Bushnell melihat keluarga sebagai suatu kesatuan organic. seperti batang pohon mengalirkan makanan ke dahan-dahan dan daun-daun, demikian juga iman Kristen yang dipercayai dan diamalkan orangtua Kristen mengalir ke dalam hidup anak-anak. Hal ini berarti menonjolkan tanggung jawab orangtua sebagai orang-orang yang seharusnya hidup sesuai dengan iman Kristen. Di dalam keluargalah anak menerima PAK pertama kali, sehingga selanjutnya ia bertumbuh melalui proses induksi alamiah dalam iman Kristen,[6] dan karena iman mereka dipercepat dan ditumbuhkan dalam suasana Roh Allah sendiri, yang selalu memenuhi keluarga. Asuhan Kristen harus mulai sedini mungkin dan harus menjadi fondasi bagi seluruh usaha pendidikan yang berikutnya.[7]

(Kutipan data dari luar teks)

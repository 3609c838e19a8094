//! アクセサーIDの解決
//!
//! Builds the accessor identity `root → [Workshop=<name>] → [WUP=Accessor-<type>]`
//! and registers it with the topology store exactly once per
//! (root, workshop, accessor, version).

use std::collections::HashMap;
use std::sync::Arc;
use tokio::sync::Mutex;
use tracing::{debug, error, info, trace};

use sotconduit_common::types::{ComponentIdentity, HierarchicalName, NodeKind};

use super::store::TopologyStore;
use crate::error::TopologyError;

/// Default workshop hosting accessors
pub const DEFAULT_WORKSHOP: &str = "Edge";

/// Prefix of an accessor's leaf segment
pub const ACCESSOR_PREFIX: &str = "Accessor-";

#[derive(Debug, Clone, PartialEq, Eq, Hash)]
struct IdentityKey {
    root: HierarchicalName,
    workshop: String,
    accessor: String,
    version: String,
}

/// Path of the workshop node under `root`
pub fn workshop_path(root: &HierarchicalName, workshop: &str) -> HierarchicalName {
    root.child(NodeKind::Workshop.as_str(), workshop)
}

/// Path of the accessor node for `accessor_type_name` under the workshop
pub fn accessor_path(
    root: &HierarchicalName,
    workshop: &str,
    accessor_type_name: &str,
) -> HierarchicalName {
    workshop_path(root, workshop).child(
        NodeKind::Wup.as_str(),
        format!("{}{}", ACCESSOR_PREFIX, accessor_type_name),
    )
}

/// Resolves and caches accessor identities
///
/// Registration happens under a resolver-wide async mutex, so concurrent
/// first calls for the same key register once. Failed resolutions are not
/// cached.
pub struct IdentityResolver {
    store: Arc<dyn TopologyStore>,
    workshop: String,
    resolved: Mutex<HashMap<IdentityKey, ComponentIdentity>>,
}

impl IdentityResolver {
    /// Resolver placing accessors under the default "Edge" workshop
    pub fn new(store: Arc<dyn TopologyStore>) -> Self {
        Self::with_workshop(store, DEFAULT_WORKSHOP)
    }

    /// Resolver placing accessors under the given workshop
    pub fn with_workshop(store: Arc<dyn TopologyStore>, workshop: impl Into<String>) -> Self {
        Self {
            store,
            workshop: workshop.into(),
            resolved: Mutex::new(HashMap::new()),
        }
    }

    /// Workshop name used by this resolver
    pub fn workshop(&self) -> &str {
        &self.workshop
    }

    /// Resolve (and on first use register) the identity of an accessor
    pub async fn resolve_accessor_identity(
        &self,
        root: &HierarchicalName,
        accessor_type_name: &str,
        version: &str,
    ) -> Result<ComponentIdentity, TopologyError> {
        debug!(
            root = %root,
            accessor = accessor_type_name,
            version,
            "resolve_accessor_identity(): Entry"
        );
        let key = self.key(root, accessor_type_name, version);

        let mut resolved = self.resolved.lock().await;
        if let Some(identity) = resolved.get(&key) {
            trace!(identity = %identity, "resolve_accessor_identity(): cache hit");
            return Ok(identity.clone());
        }

        let identity = self
            .build_and_register(root, accessor_type_name, version)
            .await?;
        resolved.insert(key, identity.clone());
        Ok(identity)
    }

    /// Previously resolved identity, without touching the store
    pub async fn cached(
        &self,
        root: &HierarchicalName,
        accessor_type_name: &str,
        version: &str,
    ) -> Option<ComponentIdentity> {
        let key = self.key(root, accessor_type_name, version);
        self.resolved.lock().await.get(&key).cloned()
    }

    fn key(&self, root: &HierarchicalName, accessor: &str, version: &str) -> IdentityKey {
        IdentityKey {
            root: root.clone(),
            workshop: self.workshop.clone(),
            accessor: accessor.to_string(),
            version: version.to_string(),
        }
    }

    async fn build_and_register(
        &self,
        root: &HierarchicalName,
        accessor_type_name: &str,
        version: &str,
    ) -> Result<ComponentIdentity, TopologyError> {
        if accessor_type_name.trim().is_empty() {
            return Err(TopologyError::Registration(
                "accessor type name must not be empty".to_string(),
            ));
        }

        let workshop_id = workshop_path(root, &self.workshop);
        trace!(workshop = %workshop_id, "build_and_register(): retrieving workshop node");
        let workshop = match self.store.get_node(&workshop_id).await? {
            Some(node) => node,
            None => {
                error!(
                    workshop = %workshop_id,
                    accessor = accessor_type_name,
                    "Parent workshop scope is not registered; accessor identity cannot be resolved"
                );
                return Err(TopologyError::MissingParentScope(workshop_id));
            }
        };

        let identity = ComponentIdentity {
            path: accessor_path(root, &self.workshop, accessor_type_name),
            version: version.to_string(),
            concurrency_mode: workshop.concurrency_mode,
            resilience_mode: workshop.resilience_mode,
            registered: true,
            containing_element: workshop.id,
        };

        trace!(identity = %identity, "build_and_register(): registering accessor node");
        self.store.register_node(identity.to_node()).await?;
        info!(identity = %identity, "Accessor identity registered");
        Ok(identity)
    }
}
//! 並行解決時の一回限りの登録

use std::sync::Arc;

use sotconduit::topology::resolver::{workshop_path, DEFAULT_WORKSHOP};
use sotconduit::topology::{IdentityResolver, InMemoryTopologyStore};
use sotconduit_common::types::{HierarchicalName, NodeKind, TopologyNode};

fn root() -> HierarchicalName {
    HierarchicalName::root("ProcessingPlant", "sotconduit")
}

async fn resolver_with_store() -> (Arc<IdentityResolver>, InMemoryTopologyStore) {
    let store = InMemoryTopologyStore::with_nodes(vec![TopologyNode::new(
        workshop_path(&root(), DEFAULT_WORKSHOP),
        NodeKind::Workshop,
        "1.0.0",
    )])
    .await;
    let resolver = Arc::new(IdentityResolver::new(Arc::new(store.clone())));
    (resolver, store)
}

#[tokio::test(flavor = "multi_thread", worker_threads = 4)]
async fn test_concurrent_first_resolution_registers_once() {
    let (resolver, store) = resolver_with_store().await;

    let mut tasks = Vec::new();
    for _ in 0..32 {
        let resolver = resolver.clone();
        tasks.push(tokio::spawn(async move {
            resolver
                .resolve_accessor_identity(&root(), "Patient", "4.0.1")
                .await
        }));
    }

    let mut paths = Vec::new();
    for task in tasks {
        paths.push(task.await.unwrap().unwrap().path);
    }

    assert!(paths.windows(2).all(|w| w[0] == w[1]));
    assert_eq!(store.registration_count(), 1);
}

#[tokio::test(flavor = "multi_thread", worker_threads = 4)]
async fn test_concurrent_distinct_accessors_register_each_once() {
    let (resolver, store) = resolver_with_store().await;
    let types = ["Patient", "Encounter", "Practitioner", "Organization"];

    let mut tasks = Vec::new();
    for i in 0..40 {
        let resolver = resolver.clone();
        let accessor = types[i % types.len()];
        tasks.push(tokio::spawn(async move {
            resolver
                .resolve_accessor_identity(&root(), accessor, "4.0.1")
                .await
        }));
    }
    for task in tasks {
        task.await.unwrap().unwrap();
    }

    assert_eq!(store.registration_count(), types.len());
    let workshop = workshop_path(&root(), DEFAULT_WORKSHOP);
    assert_eq!(store.children(&workshop).await.len(), types.len());
}
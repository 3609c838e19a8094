//! 監査ブローカー
//!
//! The broker persists or forwards audit transaction records. A transaction
//! is opened once with the ingress envelope and closed once with the final
//! envelope, referencing the opening record as its parent.

use async_trait::async_trait;
use chrono::{DateTime, Utc};
use serde::{Deserialize, Serialize};
use uuid::Uuid;

use sotconduit_common::protocol::WorkUnit;
use sotconduit_common::types::{AccessAction, ComponentIdentity, HierarchicalName};

use crate::error::BrokerError;

/// Acknowledgement returned by the broker for a recorded entry
#[derive(Debug, Clone, Copy, PartialEq, Eq, Serialize, Deserialize)]
pub struct AuditReceipt {
    /// トランザクションID
    pub transaction_id: Uuid,
    /// 記録時刻
    pub recorded_at: DateTime<Utc>,
}

/// Correlation reference of an open transaction
#[derive(Debug, Clone, Copy, PartialEq, Eq, Serialize, Deserialize)]
pub struct TransactionRef {
    /// トランザクションID
    pub transaction_id: Uuid,
    /// 操作種別
    pub action: AccessAction,
    /// 開始時刻
    pub opened_at: DateTime<Utc>,
    /// ブローカーが開始を受理したか
    pub delivered: bool,
}

impl TransactionRef {
    /// Reference built from a broker receipt
    pub fn from_receipt(receipt: AuditReceipt, action: AccessAction) -> Self {
        Self {
            transaction_id: receipt.transaction_id,
            action,
            opened_at: receipt.recorded_at,
            delivered: true,
        }
    }

    /// Locally generated reference used when the broker could not be reached
    pub fn local(action: AccessAction) -> Self {
        Self {
            transaction_id: Uuid::new_v4(),
            action,
            opened_at: Utc::now(),
            delivered: false,
        }
    }
}

/// Handle of an open audit transaction.
///
/// Not `Clone`: it is moved into `end_transaction`, which consumes it. A
/// handle therefore closes exactly once and cannot be shared between
/// concurrent operations.
#[derive(Debug)]
#[must_use = "an open transaction must be closed with end_transaction"]
pub struct TransactionHandle {
    reference: TransactionRef,
    work_unit: WorkUnit,
}

impl TransactionHandle {
    pub(crate) fn new(reference: TransactionRef, work_unit: WorkUnit) -> Self {
        Self {
            reference,
            work_unit,
        }
    }

    /// 相関参照
    pub fn reference(&self) -> &TransactionRef {
        &self.reference
    }

    /// トランザクションID
    pub fn transaction_id(&self) -> Uuid {
        self.reference.transaction_id
    }

    /// Envelope as opened
    pub fn work_unit(&self) -> &WorkUnit {
        &self.work_unit
    }

    pub(crate) fn into_parts(self) -> (TransactionRef, WorkUnit) {
        (self.reference, self.work_unit)
    }
}

/// Phase of a trail entry
#[derive(Debug, Clone, Copy, PartialEq, Eq, Serialize, Deserialize)]
#[serde(rename_all = "snake_case")]
pub enum TransactionPhase {
    /// 開始
    Open,
    /// 終了
    Close,
}

/// One record kept by an audit trail
#[derive(Debug, Clone, PartialEq, Eq, Serialize, Deserialize)]
pub struct AuditTrailEntry {
    /// このエントリのトランザクションID
    pub transaction_id: Uuid,
    /// 親トランザクションID（終了エントリのみ）
    #[serde(default, skip_serializing_if = "Option::is_none")]
    pub parent_id: Option<Uuid>,
    /// フェーズ
    pub phase: TransactionPhase,
    /// アクセサーID
    pub accessor: HierarchicalName,
    /// アクセサーバージョン
    pub accessor_version: String,
    /// 操作ラベル
    pub action_label: String,
    /// 監査対象のWork Unit
    pub work_unit: WorkUnit,
    /// 記録時刻
    pub recorded_at: DateTime<Utc>,
}

impl AuditTrailEntry {
    /// Entry recording the opening of a transaction
    pub fn opening(identity: &ComponentIdentity, action_label: &str, work_unit: &WorkUnit) -> Self {
        Self {
            transaction_id: Uuid::new_v4(),
            parent_id: None,
            phase: TransactionPhase::Open,
            accessor: identity.path.clone(),
            accessor_version: identity.version.clone(),
            action_label: action_label.to_string(),
            work_unit: work_unit.clone(),
            recorded_at: Utc::now(),
        }
    }

    /// Entry recording the closing of `parent`
    pub fn closing(
        identity: &ComponentIdentity,
        action_label: &str,
        work_unit: &WorkUnit,
        parent: &TransactionRef,
    ) -> Self {
        Self {
            parent_id: Some(parent.transaction_id),
            phase: TransactionPhase::Close,
            ..Self::opening(identity, action_label, work_unit)
        }
    }

    /// 受領証
    pub fn receipt(&self) -> AuditReceipt {
        AuditReceipt {
            transaction_id: self.transaction_id,
            recorded_at: self.recorded_at,
        }
    }
}

/// Audit persistence / forwarding service
#[async_trait]
pub trait AuditBroker: Send + Sync {
    /// Record the opening of a transaction
    async fn open(
        &self,
        identity: &ComponentIdentity,
        action_label: &str,
        work_unit: &WorkUnit,
    ) -> Result<AuditReceipt, BrokerError>;

    /// Record the closing of the transaction referenced by `parent`
    async fn close(
        &self,
        identity: &ComponentIdentity,
        action_label: &str,
        work_unit: &WorkUnit,
        parent: &TransactionRef,
    ) -> Result<AuditReceipt, BrokerError>;
}
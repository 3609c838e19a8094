//! 監査プロトコル定義
//!
//! Work unit envelopes, payload classification and the uniform result-set
//! envelope exchanged between the gatekeeper and the audit broker.

use chrono::{DateTime, Utc};
use serde::{Deserialize, Serialize};
use uuid::Uuid;

use crate::types::{HierarchicalName, Resource};

/// Segment kinds of a classification token identifier
pub mod topic_kind {
    /// データセット定義者
    pub const DEFINER: &str = "DatasetDefiner";
    /// データセットカテゴリ
    pub const CATEGORY: &str = "DatasetCategory";
    /// データセットサブカテゴリ
    pub const SUBCATEGORY: &str = "DatasetSubcategory";
    /// データセットリソース
    pub const RESOURCE: &str = "DatasetResource";
}

/// Placeholder used in result summaries for entries without an id
pub const RESOURCE_HAS_NO_ID: &str = "[Resource Has No Id]";

/// (type, version) tag describing the semantic shape of a payload
#[derive(Debug, Clone, Serialize, Deserialize, PartialEq, Eq, Hash)]
pub struct ClassificationToken {
    /// 階層識別子
    pub identifier: HierarchicalName,
    /// バージョン
    pub version: String,
}

impl ClassificationToken {
    /// Reserved classification for payloads that failed to encode
    pub fn encoding_error() -> Self {
        let mut identifier = HierarchicalName::root(topic_kind::DEFINER, "AETHER");
        identifier.append(topic_kind::CATEGORY, "DataTypes");
        identifier.append(topic_kind::SUBCATEGORY, "Error");
        identifier.append(topic_kind::RESOURCE, "JSONConversionErrorMessage");
        Self {
            identifier,
            version: "1.0.0".to_string(),
        }
    }

    /// True for the reserved encoding-error classification
    pub fn is_encoding_error(&self) -> bool {
        *self == Self::encoding_error()
    }

    /// Resource name (leaf segment value)
    pub fn resource_name(&self) -> &str {
        self.identifier
            .leaf()
            .map(|s| s.value.as_str())
            .unwrap_or_default()
    }
}

/// ペイロード（文字列＋分類トークン）
#[derive(Debug, Clone, Serialize, Deserialize, PartialEq, Eq)]
pub struct Payload {
    /// 本文
    pub content: String,
    /// 分類トークン
    pub classification: ClassificationToken,
}

impl Payload {
    /// ペイロードを作成
    pub fn new(content: impl Into<String>, classification: ClassificationToken) -> Self {
        Self {
            content: content.into(),
            classification,
        }
    }
}

/// Processing outcome of a work unit
#[derive(Debug, Clone, Copy, Serialize, Deserialize, PartialEq, Eq, Default)]
#[serde(rename_all = "SCREAMING_SNAKE_CASE")]
pub enum WorkUnitOutcome {
    /// 未着手
    #[default]
    NotStarted,
    /// 成功
    Success,
    /// 失敗
    Failed,
}

impl WorkUnitOutcome {
    /// 文字列表現
    pub fn as_str(&self) -> &'static str {
        match self {
            Self::NotStarted => "NOT_STARTED",
            Self::Success => "SUCCESS",
            Self::Failed => "FAILED",
        }
    }
}

impl std::fmt::Display for WorkUnitOutcome {
    fn fmt(&self, f: &mut std::fmt::Formatter<'_>) -> std::fmt::Result {
        f.write_str(self.as_str())
    }
}

/// The audited record of one access operation.
///
/// Holds the ingress payload, zero or more egress payloads and the outcome.
/// Only the audit manager mutates a work unit once it has been opened.
#[derive(Debug, Clone, Serialize, Deserialize, PartialEq, Eq)]
pub struct WorkUnit {
    id: Uuid,
    created_at: DateTime<Utc>,
    ingress: Payload,
    #[serde(default)]
    egress: Vec<Payload>,
    outcome: WorkUnitOutcome,
}

impl WorkUnit {
    /// Work unit with the given ingress payload, not started
    pub fn new(ingress: Payload) -> Self {
        Self {
            id: Uuid::new_v4(),
            created_at: Utc::now(),
            ingress,
            egress: Vec::new(),
            outcome: WorkUnitOutcome::NotStarted,
        }
    }

    /// Work unit that is already failed on creation
    pub fn failed(ingress: Payload) -> Self {
        let mut unit = Self::new(ingress);
        unit.outcome = WorkUnitOutcome::Failed;
        unit
    }

    /// ID
    pub fn id(&self) -> Uuid {
        self.id
    }

    /// 作成日時
    pub fn created_at(&self) -> DateTime<Utc> {
        self.created_at
    }

    /// 入力ペイロード
    pub fn ingress(&self) -> &Payload {
        &self.ingress
    }

    /// 出力ペイロード一覧
    pub fn egress(&self) -> &[Payload] {
        &self.egress
    }

    /// 最後の出力ペイロード
    pub fn last_egress(&self) -> Option<&Payload> {
        self.egress.last()
    }

    /// 処理結果
    pub fn outcome(&self) -> WorkUnitOutcome {
        self.outcome
    }

    // 以下2つは監査マネージャー専用

    #[doc(hidden)]
    pub fn push_egress(&mut self, payload: Payload) {
        self.egress.push(payload);
    }

    #[doc(hidden)]
    pub fn set_outcome(&mut self, outcome: WorkUnitOutcome) {
        self.outcome = outcome;
    }
}

/// 結果セット種別
#[derive(Debug, Clone, Copy, Serialize, Deserialize, PartialEq, Eq, Default)]
#[serde(rename_all = "lowercase")]
pub enum ResultSetType {
    /// 検索結果
    #[default]
    Searchset,
}

impl ResultSetType {
    /// 文字列表現
    pub fn as_str(&self) -> &'static str {
        match self {
            Self::Searchset => "searchset",
        }
    }
}

/// 検索エントリモード
#[derive(Debug, Clone, Copy, Serialize, Deserialize, PartialEq, Eq, Default)]
#[serde(rename_all = "lowercase")]
pub enum SearchEntryMode {
    /// 検索条件に一致
    #[default]
    Match,
}

/// エントリの検索メタデータ
#[derive(Debug, Clone, Serialize, Deserialize, PartialEq)]
pub struct SearchMeta {
    /// モード
    pub mode: SearchEntryMode,
    /// 関連度スコア
    pub score: f64,
}

impl Default for SearchMeta {
    fn default() -> Self {
        Self {
            mode: SearchEntryMode::Match,
            score: 1.0,
        }
    }
}

/// 結果セットのエントリ
#[derive(Debug, Clone, Serialize, Deserialize, PartialEq)]
pub struct ResultEntry {
    /// リソース
    pub resource: Resource,
    /// 検索メタデータ
    pub search: SearchMeta,
}

/// Uniform result-set envelope (a "searchset" bundle)
#[derive(Debug, Clone, Serialize, Deserialize, PartialEq)]
pub struct ResultSet {
    /// ID
    pub id: Uuid,
    /// 種別
    #[serde(rename = "type")]
    pub kind: ResultSetType,
    /// 生成時刻
    pub timestamp: DateTime<Utc>,
    /// 合計件数
    pub total: usize,
    /// エントリ一覧
    #[serde(default)]
    pub entries: Vec<ResultEntry>,
}

impl ResultSet {
    /// Search set with one MATCH entry (score 1) per resource, stamped now
    pub fn search_set(resources: impl IntoIterator<Item = Resource>) -> Self {
        let entries: Vec<ResultEntry> = resources
            .into_iter()
            .map(|resource| ResultEntry {
                resource,
                search: SearchMeta::default(),
            })
            .collect();
        Self {
            id: Uuid::new_v4(),
            kind: ResultSetType::Searchset,
            timestamp: Utc::now(),
            total: entries.len(),
            entries,
        }
    }

    /// 空の結果セット
    pub fn empty() -> Self {
        Self::search_set(Vec::new())
    }

    /// エントリ数
    pub fn len(&self) -> usize {
        self.entries.len()
    }

    /// 空かどうか
    pub fn is_empty(&self) -> bool {
        self.entries.is_empty()
    }

    /// Resources in entry order
    pub fn resources(&self) -> impl Iterator<Item = &Resource> {
        self.entries.iter().map(|e| &e.resource)
    }
}
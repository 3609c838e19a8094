//! Gatekeeper（アクセス制御と監査の入り口）
//!
//! A [`Gatekeeper`] fronts one resource type. Every create/read/update/
//! delete/search runs inside an audit transaction that is closed exactly
//! once: when the source-of-truth hook returns or panics, or when the
//! caller drops the operation before it completes.

pub mod memory;
pub mod source;

pub use memory::InMemorySourceOfTruth;
pub use source::SourceOfTruth;

use futures::FutureExt;
use std::any::Any;
use std::future::Future;
use std::panic::AssertUnwindSafe;
use std::sync::Arc;
use tracing::{debug, error, info, warn};

use sotconduit_common::protocol::{ResultSet, RESOURCE_HAS_NO_ID};
use sotconduit_common::types::{
    AccessAction, ComponentIdentity, HierarchicalName, Resource, ResourceKey, SearchCriteria,
};

use crate::audit::{AuditManager, TransactionHandle};
use crate::error::{GatekeeperError, GatekeeperResult, SourceError};
use crate::topology::IdentityResolver;

/// Result of running a source-of-truth hook under `catch_unwind`
type HookOutcome<T> = std::thread::Result<Result<T, SourceError>>;

/// Wrap a single record into a one-entry search set (MATCH, score 1)
pub fn wrap_into_result_set(resource: Resource) -> ResultSet {
    ResultSet::search_set(std::iter::once(resource))
}

/// Audited front door of one resource type
pub struct Gatekeeper<S: SourceOfTruth + ?Sized> {
    identity: ComponentIdentity,
    resource_type: String,
    version: String,
    audit: Arc<AuditManager>,
    source: Arc<S>,
}

impl<S: SourceOfTruth + ?Sized> Gatekeeper<S> {
    /// Resolve the accessor identity under `root` and build the gatekeeper
    ///
    /// Fails when the parent workshop is not part of the topology.
    pub async fn initialise(
        root: &HierarchicalName,
        resource_type: impl Into<String>,
        version: impl Into<String>,
        resolver: &IdentityResolver,
        audit: Arc<AuditManager>,
        source: Arc<S>,
    ) -> GatekeeperResult<Self> {
        let resource_type = resource_type.into();
        let version = version.into();
        debug!(root = %root, resource_type = %resource_type, "initialise(): Entry");

        let identity = resolver
            .resolve_accessor_identity(root, &resource_type, &version)
            .await?;
        info!(
            accessor = %identity,
            resource_type = %resource_type,
            version = %version,
            "Gatekeeper initialised"
        );

        Ok(Self {
            identity,
            resource_type,
            version,
            audit,
            source,
        })
    }

    /// アクセサーID
    pub fn identity(&self) -> &ComponentIdentity {
        &self.identity
    }

    /// アクセサー名（例: "Accessor-Patient"）
    pub fn accessor_name(&self) -> &str {
        self.identity.name()
    }

    /// リソース種別
    pub fn resource_type(&self) -> &str {
        &self.resource_type
    }

    /// バージョン
    pub fn version(&self) -> &str {
        &self.version
    }

    /// Source of truth behind this gatekeeper
    pub fn source(&self) -> &Arc<S> {
        &self.source
    }

    /// Create a record
    pub async fn create(&self, resource: Resource) -> GatekeeperResult<Resource> {
        let action = AccessAction::Create;
        let summary = record_summary(&resource);
        let tx = self.begin(&summary, Some(&resource), action).await;

        match guarded(self.source.perform_create(resource)).await {
            Ok(Ok(created)) => {
                tx.close(&record_summary(&created), Some(&created), true).await;
                Ok(created)
            }
            Ok(Err(err)) => Err(tx.fail(err).await),
            Err(panic) => tx.abort(panic).await,
        }
    }

    /// Read a record by id or business identifier
    ///
    /// A missing record is `Ok(None)` and closes the transaction as failed.
    pub async fn read(&self, key: &ResourceKey) -> GatekeeperResult<Option<Resource>> {
        let action = AccessAction::Read;
        let summary = key.to_string();
        let tx = self.begin(&summary, None, action).await;

        match guarded(self.source.perform_read(key)).await {
            Ok(Ok(found)) => {
                tx.close(&summary, found.as_ref(), found.is_some()).await;
                Ok(found)
            }
            Ok(Err(err)) => Err(tx.fail(err).await),
            Err(panic) => tx.abort(panic).await,
        }
    }

    /// Replace a record
    pub async fn update(&self, resource: Resource) -> GatekeeperResult<Resource> {
        let action = AccessAction::Update;
        let summary = record_summary(&resource);
        let tx = self.begin(&summary, Some(&resource), action).await;

        match guarded(self.source.perform_update(resource)).await {
            Ok(Ok(updated)) => {
                tx.close(&summary, Some(&updated), true).await;
                Ok(updated)
            }
            Ok(Err(err)) => Err(tx.fail(err).await),
            Err(panic) => tx.abort(panic).await,
        }
    }

    /// Delete a record, returning it if it existed
    pub async fn delete(&self, key: &ResourceKey) -> GatekeeperResult<Option<Resource>> {
        let action = AccessAction::Delete;
        let summary = key.to_string();
        let tx = self.begin(&summary, None, action).await;

        match guarded(self.source.perform_delete(key)).await {
            Ok(Ok(removed)) => {
                tx.close(&summary, removed.as_ref(), removed.is_some()).await;
                Ok(removed)
            }
            Ok(Err(err)) => Err(tx.fail(err).await),
            Err(panic) => tx.abort(panic).await,
        }
    }

    /// Search
    ///
    /// `Ok(None)` when the source could not produce a result set; the
    /// transaction is then closed as failed.
    pub async fn search(&self, criteria: &SearchCriteria) -> GatekeeperResult<Option<ResultSet>> {
        let action = AccessAction::Search;
        let handle = self
            .audit
            .begin_search_transaction(
                criteria,
                &self.resource_type,
                action,
                &self.identity,
                &self.version,
            )
            .await;
        let tx = self.track(action, handle);

        match guarded(self.source.perform_search(criteria)).await {
            Ok(Ok(result_set)) => {
                let success = result_set.is_some();
                tx.close_search(result_set.as_ref(), success).await;
                Ok(result_set)
            }
            Ok(Err(err)) => Err(tx.fail(err).await),
            Err(panic) => tx.abort(panic).await,
        }
    }

    /// Read through a business identifier and wrap a hit into a search set
    pub async fn find_by_identifier(
        &self,
        system: Option<&str>,
        value: &str,
    ) -> GatekeeperResult<Option<ResultSet>> {
        let key = ResourceKey::identifier(system, value);
        Ok(self.read(&key).await?.map(wrap_into_result_set))
    }

    async fn begin(
        &self,
        summary: &str,
        resource: Option<&Resource>,
        action: AccessAction,
    ) -> OpenTransaction<'_> {
        let handle = self
            .audit
            .begin_transaction(
                summary,
                &self.resource_type,
                resource,
                action,
                &self.identity,
                &self.version,
            )
            .await;
        self.track(action, handle)
    }

    fn track(&self, action: AccessAction, handle: TransactionHandle) -> OpenTransaction<'_> {
        OpenTransaction {
            audit: &self.audit,
            identity: &self.identity,
            resource_type: &self.resource_type,
            version: &self.version,
            action,
            handle: Some(handle),
        }
    }
}

/// 実行中の監査トランザクション
///
/// Closing consumes the guard. If the operation future is dropped first
/// (timeout, `select!`, client disconnect) the guard closes the transaction
/// as failed on a spawned task.
struct OpenTransaction<'a> {
    audit: &'a Arc<AuditManager>,
    identity: &'a ComponentIdentity,
    resource_type: &'a str,
    version: &'a str,
    action: AccessAction,
    handle: Option<TransactionHandle>,
}

impl OpenTransaction<'_> {
    async fn close(mut self, summary: &str, resource: Option<&Resource>, success: bool) {
        if let Some(handle) = self.handle.take() {
            self.audit
                .end_transaction(
                    summary,
                    self.resource_type,
                    resource,
                    self.action,
                    success,
                    handle,
                    self.identity,
                    self.version,
                )
                .await;
        }
    }

    async fn close_search(mut self, result_set: Option<&ResultSet>, success: bool) {
        if let Some(handle) = self.handle.take() {
            self.audit
                .end_search_transaction(
                    result_set,
                    self.resource_type,
                    self.action,
                    success,
                    handle,
                    self.identity,
                    self.version,
                )
                .await;
        }
    }

    async fn fail(self, err: SourceError) -> GatekeeperError {
        warn!(action = %self.action, error = %err, "source of truth failed");
        self.close("", None, false).await;
        err.into()
    }

    async fn abort<T>(self, panic: Box<dyn Any + Send>) -> T {
        error!(
            action = %self.action,
            "source of truth panicked, closing transaction as failed"
        );
        self.close("", None, false).await;
        std::panic::resume_unwind(panic)
    }
}

impl Drop for OpenTransaction<'_> {
    fn drop(&mut self) {
        let Some(handle) = self.handle.take() else {
            return;
        };
        warn!(
            action = %self.action,
            transaction_id = %handle.transaction_id(),
            "operation dropped before completion, closing transaction as failed"
        );
        let Ok(runtime) = tokio::runtime::Handle::try_current() else {
            error!(
                transaction_id = %handle.transaction_id(),
                "no tokio runtime available, transaction cannot be closed"
            );
            return;
        };

        let audit = Arc::clone(self.audit);
        let identity = self.identity.clone();
        let resource_type = self.resource_type.to_string();
        let version = self.version.to_string();
        let action = self.action;
        runtime.spawn(async move {
            audit
                .end_transaction(
                    "",
                    &resource_type,
                    None,
                    action,
                    false,
                    handle,
                    &identity,
                    &version,
                )
                .await;
        });
    }
}

async fn guarded<T, F>(hook: F) -> HookOutcome<T>
where
    F: Future<Output = Result<T, SourceError>>,
{
    AssertUnwindSafe(hook).catch_unwind().await
}

fn record_summary(resource: &Resource) -> String {
    resource
        .non_empty_id()
        .unwrap_or(RESOURCE_HAS_NO_ID)
        .to_string()
}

Pertumbuhan sangat dipengaruhi oleh lingkungan sekitar. Pertumbuhan anak ditentukan juga oleh didikan di sekitarnya. Orang tua menjadi pendidik terdekat bagi anak. Akan tetapi orang tua juga bisa membawa pengaruh kurang baik dalam pertumbuhan anak. Bushell dalam teorinya membahas mengenai peran orang tua dalam pertumbuhan anak. Menurut Bushnell orang tua jangan memaksakan harapan pada anak dalam masa pertumbuhan. Anak bertindak sesuai dengan perasaan yang dialami saat itu juga. Hal tersebut akan menjadi masalah, karena pada masa anak-anak manusia dapat ditanamkan berbagai nilai-nilai, termasuk nilai kekristenan yang dipaksakan.
            Harapan dan ajaran mengenai berbagai nilai hanya diberikan dari satu sudut pandang. Pertumbuhan di dalam iman Kristen jangan dipandang hanya dalam satu sisi. Sebagai pendidik, manusia tidak dapat memusatkan pemahaman nilai hanya kepada dirinya saja. Gereja atau orang-orang yang memiliki kuasa atas pendampingan dalam pertumbuhan harus mampu mewujudnyatakan nilai-nilai Kristiani. Masa anak-anak diharapkan menjadi masa manusia melihat bentuk kebaikan, tidak hanya definisi kebaikan.
Penekanan mengenai kemerdekaan anak jangan sampai disalahartikan oleh orang tua. Pasalnya orang tua tetap harus menciptakan kondisi yang baik untuk pertumbuhan anak. Orang tua di dalam proses pendidikan anak harus menunjukkan nilai-nilai kasih di tengah keluarga. Perbuatan baik yang dilakukan oleh anak tidak hanya berasal dari keputusan pribadi yang diambil oleh anak. Pengalaman yang baik mengenai hidup dalam kasih dan dalam nilai-nilai Kristiani yang membuat anak memahami pengalaman imannya.[8]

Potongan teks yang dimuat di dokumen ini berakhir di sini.